* The problem
Search the material and gather each line with "crate" in it.

* Given records
use chrono::{DateTime, Utc};

use crate::error::FetchError;
use crate::model::Sample;

/// Thông điệp đã giải mã từ kênh đẩy trực tiếp.
#[derive(Debug, Clone, PartialEq)]
pub enum LiveMessage {
    Connected,
    Disconnected,
    Sample(Sample),
    /// Sự kiện thiếu dữ liệu sức khỏe (heartbeat, payload hỏng); chỉ ghi log.
    Malformed(String),
}

/// Một sự kiện trong hàng đợi do môi trường chủ xếp tuần tự.
#[derive(Debug, Clone, PartialEq)]
pub enum ViewEvent {
    HistoryLoaded(Result<Vec<Sample>, FetchError>),
    Live(LiveMessage),
    RangeSelected {
        start: DateTime<Utc>,
        end: DateTime<Utc>,
    },
    RangeCleared,
}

* Task response
use crate::error::FetchError;
use crate::model::Sample;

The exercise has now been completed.